A profissão de escritor está em transformação. Se antes ele podia se isolar na sua caverna íntima e aguardar a editora produzir, comercializar e divulgar seus livros, o autor do novo milênio procura se expor nas diversas mídias para alcançar leitores e divulgar o seu trabalho. Embora escritores mais reservados torçam o nariz para o assunto, o marketing de engajamento chegou ao meio literário e fez com que muitos autores inaugurassem canais do Youtube, perfis no Instagram, páginas no FacebookTwitter etc, para fidelizar seu público e vender livros. Em paralelo, a popularização de feiras e festas literárias ao redor do país criou um espaço físico de diálogo entre escritores e leitores novos e experientes.   

 

“O trabalho do escritor é ficar em silêncio lendo e escrevendo. Para quem está de fora pode parecer estranho um sujeito que deixa de fazer outras coisas por conta desse trabalho, mas é o mesmo para quem está fazendo um doutorado, por exemplo, um preço que se paga para realizar uma atividade isolada.” A afirmação é do escritor e coordenador de projetos de leitura do Sesc Nacional, Henrique Rodrigues. Os eventos literários, além de movimentar a cadeia produtiva do livro, retiram os autores da sua “atividade isolada” e os aproximam de leitores para discutir determinados livros ou ideias pertinentes a diversas obras. Mário Rodrigues, vencedor do Prêmio SESC de Literatura 2016 na categoria Contos com o livro Receita para se fazer um monstro, pondera que essa proximidade não deve ser vista como algo novo. “Se fizermos uma pequena retrospectiva, encontraremos nos aedos da Grécia, nos jograis da Idade Média e em Castro Alves siderando teatros lotados, por exemplo, que a relação escritor e público nunca foi algo tão alienígena assim.” Mas além de resgatar fórmulas históricas, os eventos literários atuais têm uma nova roupagem ao público. Segundo o escritor Marcelino Freire, foi justamente isso que o motivou a criar a Balada Literária, em São Paulo. “Gosto deste conceito de ‘festa’ trazido pela Festa Literária Internacional de Paraty e do ‘circo’ da Jornada Literária de Passo Fundo, que acontecia em uma tenda de circo. A literatura é sempre carrancuda, solene. Aí mostrar que a literatura pode ser divertida, vibrante, isso me interessa muito. Daí porque eu quis fazer a Balada Literária idem, para colocar o escritor ao lado da drag queen, da batata frita, da night.” 

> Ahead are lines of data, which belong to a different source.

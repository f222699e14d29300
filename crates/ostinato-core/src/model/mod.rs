//! Loop data model
//!
//! The per-track state the scheduler mutates: major/minor modes, layers,
//! the loop cursors and lengths, and the lock-free atomics mirror the UI
//! reads without touching the audio thread's data.

mod layer;
mod loop_state;
mod mode;
mod track;

pub use layer::*;
pub use loop_state::*;
pub use mode::*;
pub use track::*;
//! Generic configuration I/O
//!
//! YAML load/save that works with any serializable configuration type.
//! Missing files yield defaults; unparseable files log a warning and yield
//! defaults. Configuration is only ever touched from non-real-time code.

use anyhow::{Context, Result};
use serde::de::DeserializeOwned;
use serde::Serialize;
use std::path::Path;

/// Load configuration from a YAML file
///
/// If the file doesn't exist, returns default config.
/// If the file exists but is invalid, logs a warning and returns default config.
pub fn load_config<T>(path: &Path) -> T
where
    T: DeserializeOwned + Default,
{
    if !path.exists() {
        log::info!("load_config: {:?} doesn't exist, using defaults", path);
        return T::default();
    }

    match std::fs::read_to_string(path) {
        Ok(contents) => match serde_yaml::from_str::<T>(&contents) {
            Ok(config) => {
                log::info!("load_config: loaded {:?}", path);
                config
            }
            Err(e) => {
                log::warn!("load_config: failed to parse config: {}, using defaults", e);
                T::default()
            }
        },
        Err(e) => {
            log::warn!("load_config: failed to read config file: {}, using defaults", e);
            T::default()
        }
    }
}

/// Save configuration to a YAML file, creating parent directories as needed
pub fn save_config<T>(config: &T, path: &Path) -> Result<()>
where
    T: Serialize,
{
    if let Some(parent) = path.parent() {
        std::fs::create_dir_all(parent)
            .with_context(|| format!("creating config directory {:?}", parent))?;
    }

    let yaml = serde_yaml::to_string(config).context("serializing config")?;
    std::fs::write(path, yaml).with_context(|| format!("writing config to {:?}", path))?;
    Ok(())
}
//! The block-pass kernel
//!
//! Everything the looper does happens inside [`LoopKernel::process`],
//! called once per audio block from the host's real-time callback. The
//! pass is strictly ordered: drain control commands, drain shell
//! completions, derive the block's sync pulse, activate pending events,
//! then walk each track executing due events at their intra-block offsets
//! with cursor advancement split around them. Nothing in the pass blocks,
//! locks, or touches the general heap (pool-exhaustion fallback aside).

use std::sync::Arc;

use crate::config::{LooperConfig, CONFIG_FILE_NAME};
use crate::function::{self, ExecuteResult, FunctionId, InvokeContext, InvokeOutcome};
use crate::kernel::{kernel_channel, ArgStr, KernelClient, KernelRequestType, KernelShell};
use crate::model::{Track, TrackAtomics};
use crate::sync::{HostBlock, RateNudge, SyncSnapshot, Synchronizer};
use crate::trace::{TraceContext, TraceDrain, TraceRing, TraceSender};
use crate::types::{Frame, SyncSource, SyncUnit, TrackId, NUM_TRACKS};

use super::command::{command_channel, LooperCommand};

/// Everything the non-real-time side holds after construction
pub struct LooperHandles {
    /// Command producer for UI/MIDI/script threads
    pub commands: rtrb::Producer<LooperCommand>,
    /// Per-track lock-free state mirrors for display
    pub atomics: Vec<Arc<TrackAtomics>>,
    /// Trace drain, to be run on a background thread
    pub trace: TraceDrain,
    /// Shell side of the kernel request bus
    pub shell: KernelShell,
}

/// The real-time looper core
pub struct LoopKernel {
    config: LooperConfig,
    tracks: Vec<Track>,
    sync: Synchronizer,
    commands: rtrb::Consumer<LooperCommand>,
    kernel: KernelClient,
    trace: TraceSender,
    /// Monotonic engine frame counter; event frames are absolute in it
    stream_frame: Frame,
    sample_rate: u32,
    /// Correction proposed by the last drift check, for the host side
    last_nudge: Option<RateNudge>,
}

impl LoopKernel {
    /// Build the kernel and the handles the embedding host keeps
    pub fn new(config: LooperConfig, sample_rate: u32) -> (Self, LooperHandles) {
        let (trace_tx, trace_drain) = TraceRing::with_default_capacity();
        let (command_tx, command_rx) = command_channel();
        let (mut kernel_client, kernel_shell) = kernel_channel(config.kernel_pool_capacity.max(1));
        kernel_client.set_trace(trace_tx.clone());

        let mut tracks: Vec<Track> = (0..NUM_TRACKS)
            .map(|i| {
                Track::new(
                    TrackId::new(i),
                    config.track.clone(),
                    config.event_pool_capacity,
                    config.layer_pool_capacity,
                )
            })
            .collect();
        for track in &mut tracks {
            track.set_trace(trace_tx.clone());
        }

        let mut sync = Synchronizer::new(&config, sample_rate);
        sync.set_trace(trace_tx.clone());

        let atomics = tracks.iter().map(|t| t.atomics()).collect();

        (
            Self {
                config,
                tracks,
                sync,
                commands: command_rx,
                kernel: kernel_client,
                trace: trace_tx,
                stream_frame: 0,
                sample_rate,
                last_nudge: None,
            },
            LooperHandles {
                commands: command_tx,
                atomics,
                trace: trace_drain,
                shell: kernel_shell,
            },
        )
    }

    /// Build the kernel from a YAML configuration file
    ///
    /// Missing or unparseable files fall back to defaults, per
    /// [`crate::config::load_config`]. Must run on a non-real-time thread.
    pub fn from_config_file(path: &std::path::Path, sample_rate: u32) -> (Self, LooperHandles) {
        Self::new(crate::config::load_config(path), sample_rate)
    }

    /// Absolute engine frame at the start of the next block
    pub fn stream_frame(&self) -> Frame {
        self.stream_frame
    }

    /// The tracks, for embedders that render audio around this core
    pub fn tracks(&self) -> &[Track] {
        &self.tracks
    }

    /// Correction proposed by the most recent drift check, if any
    pub fn take_rate_nudge(&mut self) -> Option<RateNudge> {
        self.last_nudge.take()
    }

    /// Run one audio block
    ///
    /// Returns the transport snapshot for display consumers.
    pub fn process(&mut self, block: &HostBlock) -> SyncSnapshot {
        let block_start = self.stream_frame;
        let block_frames = block.frames as Frame;

        self.drain_commands();
        self.drain_completions();

        let block_sync = self.sync.advance_block(block);
        let pulse = if self.config.sync_source == SyncSource::Internal {
            self.internal_pulse(block_frames)
        } else {
            block_sync.pulse
        };
        if let Some(pulse) = pulse {
            for track in &mut self.tracks {
                self.sync.activate_pending(track, pulse, block_start);
            }
        }

        let sync_available = self.pulse_source_ready();
        let mut leader_changed = false;
        for index in 0..self.tracks.len() {
            let result = Self::run_track_block(
                &mut self.tracks[index],
                &self.config,
                sync_available,
                self.sync.auto_record_frames(self.config.auto_record_bars),
                block_start,
                block_frames,
            );
            if result.length_changed && self.tracks[index].sync_leader {
                leader_changed = true;
            }
        }

        if leader_changed {
            self.orient_to_leader();
        }
        if let Some(nudge) = self.sync.check_drift() {
            self.last_nudge = Some(nudge);
        }

        for track in &self.tracks {
            track.sync_atomics();
        }
        self.stream_frame += block_frames;
        block_sync.snapshot
    }

    /// Execute a track's due events at their exact offsets
    ///
    /// The cursor advances in segments around each event so a transition
    /// lands on the frame it was scheduled for, not at block granularity.
    fn run_track_block(
        track: &mut Track,
        config: &LooperConfig,
        sync_available: bool,
        auto_record_frames: Option<Frame>,
        block_start: Frame,
        block_frames: Frame,
    ) -> ExecuteResult {
        let mut result = ExecuteResult::default();
        let mut consumed: Frame = 0;
        while let Some((handle, offset)) = track.queue.pop_due(block_start, block_frames) {
            let offset = offset as Frame;
            if offset > consumed {
                track.advance(offset - consumed);
                consumed = offset;
            }
            let ctx = InvokeContext {
                stream_frame: block_start + consumed,
                config,
                sync_available,
                auto_record_frames,
            };
            let step = function::execute_event(track, handle, &ctx);
            result.length_changed |= step.length_changed;
            result.was_reset |= step.was_reset;
        }
        if block_frames > consumed {
            track.advance(block_frames - consumed);
        }
        result
    }

    fn drain_commands(&mut self) {
        while let Ok(command) = self.commands.pop() {
            self.apply_command(command);
        }
    }

    fn apply_command(&mut self, command: LooperCommand) {
        match command {
            LooperCommand::Invoke { track, function, argument } => {
                self.invoke(track, function, argument);
            }
            LooperCommand::SetQuantize { track, quantize } => {
                if let Some(t) = self.track_mut(track) {
                    t.config.quantize = quantize;
                }
            }
            LooperCommand::SetSwitchQuantize { track, quantize } => {
                if let Some(t) = self.track_mut(track) {
                    t.config.switch_quantize = quantize;
                }
            }
            LooperCommand::SetMuteMode { track, mute_mode } => {
                if let Some(t) = self.track_mut(track) {
                    t.config.mute_mode = mute_mode;
                }
            }
            LooperCommand::SetSubcycles { track, subcycles } => {
                if let Some(t) = self.track_mut(track) {
                    t.config.subcycles = subcycles.max(1);
                }
            }
            LooperCommand::SetSyncLeader { track } => {
                if self.track_mut(track).is_some() {
                    for t in &mut self.tracks {
                        t.sync_leader = t.id() == track;
                    }
                    self.orient_to_leader();
                }
            }
            LooperCommand::SetSyncSource { source } => {
                self.config.sync_source = source;
                self.sync = Synchronizer::new(&self.config, self.sample_rate);
                self.sync.set_trace(self.trace.clone());
            }
            LooperCommand::SaveLoop { track } => {
                self.request_save(track);
            }
            LooperCommand::SaveConfig => {
                self.request_save_config();
            }
        }
    }

    /// Whether a pulse source can currently deliver pulses
    ///
    /// Internal sync pulses come from the leader loop, so availability
    /// means a leader with recorded content; the other sources answer for
    /// themselves. Functions invoked when this is false degrade to
    /// quantized or immediate scheduling instead of waiting forever.
    fn pulse_source_ready(&self) -> bool {
        match self.config.sync_source {
            SyncSource::Internal => self
                .tracks
                .iter()
                .find(|t| t.sync_leader)
                .map(|t| !t.active_loop().is_empty())
                .unwrap_or(false),
            _ => self.sync.sync_available(),
        }
    }

    /// Derive this block's internal pulse from the leader loop's cursor
    ///
    /// A pulse fires when the cursor crosses a boundary of the configured
    /// unit inside the block, including the wrap through the loop start.
    /// The leader itself never waits on this train; its loop defines it.
    fn internal_pulse(&self, block_frames: Frame) -> Option<SyncUnit> {
        let leader = self.tracks.iter().find(|t| t.sync_leader)?;
        let lp = leader.active_loop();
        if lp.is_empty() || lp.minor.pause {
            return None;
        }
        let granule = match self.config.sync_unit {
            SyncUnit::Subcycle => lp.subcycle_frames(leader.config.subcycles),
            SyncUnit::Cycle | SyncUnit::Beat => lp.cycle_frames(),
            SyncUnit::Loop | SyncUnit::Bar => lp.frames,
        };
        if granule == 0 {
            return None;
        }
        let pos = lp.play_frame;
        ((pos + block_frames) / granule > pos / granule).then_some(self.config.sync_unit)
    }

    /// Invoke a function against a track, exactly as a due event would
    pub fn invoke(&mut self, track: TrackId, function: FunctionId, argument: usize) -> InvokeOutcome {
        let sync_available = self.pulse_source_ready();
        let auto_record_frames = self.sync.auto_record_frames(self.config.auto_record_bars);
        let stream_frame = self.stream_frame;
        if function == FunctionId::GlobalReset {
            // GlobalReset fans out to every track
            let mut outcome = InvokeOutcome::Rejected;
            for index in 0..self.tracks.len() {
                let ctx = InvokeContext {
                    stream_frame,
                    config: &self.config,
                    sync_available,
                    auto_record_frames,
                };
                outcome = function::invoke(&mut self.tracks[index], function, argument, &ctx);
            }
            return outcome;
        }
        let Some(index) = self.track_index(track) else {
            return InvokeOutcome::Rejected;
        };
        let ctx = InvokeContext {
            stream_frame,
            config: &self.config,
            sync_available,
            auto_record_frames,
        };
        function::invoke(&mut self.tracks[index], function, argument, &ctx)
    }

    fn request_save(&mut self, track: TrackId) {
        let Some(index) = self.track_index(track) else { return };
        let loop_index = self.tracks[index].active;
        if self.tracks[index].active_loop().is_empty() {
            self.tracks[index]
                .queue
                .trace_invalid("save requested for an empty loop", loop_index as i64);
            return;
        }
        let args = [
            ArgStr::from_str("session"),
            loop_label(index, loop_index),
            ArgStr::empty(),
        ];
        self.kernel.submit(
            KernelRequestType::SaveLoop,
            args,
            Some(index),
            self.stream_frame,
        );
    }

    fn request_save_config(&mut self) {
        let args = [ArgStr::from_str(CONFIG_FILE_NAME), ArgStr::empty(), ArgStr::empty()];
        self.kernel
            .submit(KernelRequestType::SaveConfig, args, None, self.stream_frame);
    }

    fn drain_completions(&mut self) {
        let trace = self.trace.clone();
        self.kernel.drain_completions(|event, code| {
            let ctx = if event.request.track == u8::MAX {
                TraceContext::global()
            } else {
                TraceContext::track(event.request.track as usize)
            };
            if code == 0 {
                trace.debug(ctx, "kernel request completed", event.request.request_id as i64, 0);
            } else {
                trace.warn(
                    ctx,
                    "kernel request failed",
                    event.request.request_id as i64,
                    code as i64,
                );
            }
        });
    }

    /// Point the drift monitor at the sync leader's loop
    fn orient_to_leader(&mut self) {
        let frames = self
            .tracks
            .iter()
            .find(|t| t.sync_leader)
            .map(|t| t.active_loop().frames)
            .unwrap_or(0);
        self.sync.orient_loop(frames);
    }

    fn track_index(&self, track: TrackId) -> Option<usize> {
        if track.0 < self.tracks.len() {
            Some(track.0)
        } else {
            self.trace.error(
                TraceContext::global(),
                "command addressed a nonexistent track",
                track.0 as i64,
                0,
            );
            None
        }
    }

    fn track_mut(&mut self, track: TrackId) -> Option<&mut Track> {
        let index = self.track_index(track)?;
        Some(&mut self.tracks[index])
    }
}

A literatura pode ser divertida, vibrante, isso me interessa muito – Marcelino Freire, escritor e organizador da Balada Literária.

Menos rigorosos que qualquer clássico russo, os eventos literários popularizam-se como momentos de integração (pessoal ou digital), onde o autor tem chance de conversar com os leitores reais do seu trabalho. Mas será que um grande público é o principal indicador de sucesso? “Não. Às vezes, o evento está lotado por ‘n’ motivos, menos os literários e as pessoas saem dali com a sensação de tempo perdido. O bate-papo é bem-sucedido quando algo é construído. Para isso confluem autores, mediadores e público.”, explica Mário Rodrigues. Para a autora infanto-juvenil Stella Maris Rezende, quatro vezes ganhadora do Prêmio Jabuti, uma plateia pequena também pode surpreender. “Às vezes o sucesso está numa plateia pequena, mas intimamente comovida e encantada com o autor, ou seja, há qualidade de público, não uma simples quantidade, e isso é o mais importante.” Independente do número de pessoas dispostas a ouvir, o escritor deposita seu esforço na mensagem transmitida. E os recados mais importantes perpassam pelo respeito e estímulo à leitura, como explicado a seguir pelo escritor Henrique Rodrigues. “Depois de participar de vários formatos de eventos, concluí que a principal questão é o respeito ao público. Se as pessoas estão lá para nos ouvir, é preciso adequar o discurso para que não seja pedante ou pretensioso, mas que suscite alguma reflexão e paixão pela leitura – não necessariamente a minha, mas como uma prática cultural de todos os dias.”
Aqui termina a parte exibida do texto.